Laxmi Shetty, a bus commuter, says there are places like the road outside Sion railways station and Bhendi Bazar where it is almost impossible to talk on the mobile phone due to high noise levels emanating from vehicles moving at a snail's pace.

"In fact, I feel pity for the shopkeepers of these areas because they have to put up with the high-decibel surroundings from morning till late evening," said Shetty.

For Narendra Rao, his recent visit to Europe was a huge relief in terms of noisy cars. "For days on, I didn't hear any honking. It was such a pleasant experience," said the businessman from Bandra.

Noise pollution activists and officials attribute the scene to a sharp rise in the number of vehicles on city roads. According to Regional Transport Office data, an average of about 450 vehicles are registered everyday. These add to the traffic jams that authorities and citizens are already struggling to deal with.

Incessant honking is a common sight, or rather sound, when a signal turns green in Mumbai. "People think by honking they will reach their destination much faster. The fact is that it is never going to clear a traffic jam. Also, it is irritating for other motorists. On many occasions, motorists honk even when the light is are red," said a traffic police officer.

Under the law, a driver can be fined Rs100 if found honking unnecessarily. Traffic officials say they conduct drives to intercept erring drivers. "Usually these campaigns are conducted near traffic signals where people honk the most," said an official.

In 2008, the Mumbai traffic police with the support of anti-noise activists had initiated a campaign to misuse of pressurised, musical and reverse horns. But the programme seems to have lost steam over the years.

According to official figures, the number of cases registered for this infraction – termed as 'Honking Horn' – has seen a decline over the years (see box).

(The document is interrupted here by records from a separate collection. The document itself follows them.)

// crates/tablescope-core/src/runtime/gate.rs
// ============================================================================
// Module: Tablescope Statement Gate
// Description: Classification of free-form statement text.
// Purpose: Route only SELECT statements to the read path.
// Dependencies: serde
// ============================================================================

//! ## Overview
//! The gate inspects the leading keyword of user-entered SQL. Statements
//! starting with `select` take the read path; a `select count(*)` prefix takes
//! the scalar summary path; everything else is a write. Only the leading
//! keyword is lower-cased so string literals keep their case.
//!
//! Security posture: statement text is untrusted. The gate chooses a path; it
//! does not sanitize. Reads run on read-only connections where the store
//! supports them.

// ============================================================================
// SECTION: Imports
// ============================================================================

use serde::Serialize;

// ============================================================================
// SECTION: Constants
// ============================================================================

/// Leading keyword of read-only statements.
const READ_KEYWORD: &str = "select";
/// Prefix of the scalar count form.
const COUNT_PREFIX: &str = "select count(*)";

// ============================================================================
// SECTION: Types
// ============================================================================

/// Execution path chosen for a statement.
#[derive(Debug, Clone, Copy, PartialEq, Eq, Serialize)]
#[serde(rename_all = "snake_case")]
pub enum StatementClass {
    /// Row-returning SELECT.
    Read,
    /// `SELECT COUNT(*)` summarized as one scalar.
    Count,
    /// Anything else, run without a result set.
    Write,
}

/// Result of gating a statement.
#[derive(Debug, Clone, PartialEq, Eq, Serialize)]
pub struct ClassifiedStatement {
    /// Chosen path.
    pub class: StatementClass,
    /// Trimmed text with only the leading keyword lower-cased.
    pub normalized_text: String,
}

impl StatementClass {
    /// Returns a stable label for logs.
    #[must_use]
    pub const fn label(self) -> &'static str {
        match self {
            Self::Read => "read",
            Self::Count => "count",
            Self::Write => "write",
        }
    }
}

impl ClassifiedStatement {
    /// Returns true for the read and count paths.
    #[must_use]
    pub const fn is_read_only(&self) -> bool {
        matches!(self.class, StatementClass::Read | StatementClass::Count)
    }
}

// ============================================================================
// SECTION: Classification
// ============================================================================

/// Classifies raw statement text.
#[must_use]
pub fn classify_statement(raw: &str) -> ClassifiedStatement {
    let trimmed = raw.trim();
    let keyword_end = trimmed
        .find(|ch: char| !(ch.is_ascii_alphanumeric() || ch == '_'))
        .unwrap_or(trimmed.len());
    let (keyword, rest) = trimmed.split_at(keyword_end);
    let keyword = keyword.to_ascii_lowercase();
    let class = if keyword != READ_KEYWORD {
        StatementClass::Write
    } else if trimmed
        .get(..COUNT_PREFIX.len())
        .is_some_and(|prefix| prefix.eq_ignore_ascii_case(COUNT_PREFIX))
    {
        StatementClass::Count
    } else {
        StatementClass::Read
    };
    ClassifiedStatement {
        class,
        normalized_text: format!("{keyword}{rest}"),
    }
}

However, activists point this trend to weak enforcement.

"Honking has certainly not reduced, it has only increased along with more vehicles coming on the roads on a daily basis. It is the enforcement that needs to happen," said anti-noise pollution crusader Sumaira Abdulali of Awaz Foundation.

Officials say the problem has a lot to do with the level of awareness among motorists. While several lanes, and areas around schools and hospitals have been marked as silence zones, noise polluters do not spare these places. Officials say bikers are the most notorious lot. "They prefer to maintain the speed and keep honking till they get their way," said an official.

"Honking seems to be a way of venting out frustration. Otherwise, why would a person blow horn when he knows that it is going to serve no purpose," said another official.

When Rucha Jain migrated from Dehradun to Mumbai last year, she was shocked at the level of noise pollution initially. "But, now I am getting used to it though I wish something would be done to reduce the levels."

Abdulali says citizens must not give up hope on this and continue to press authorities for better enforcement. She intends to meet traffic and RTO officials to revive the anti-honking campaign.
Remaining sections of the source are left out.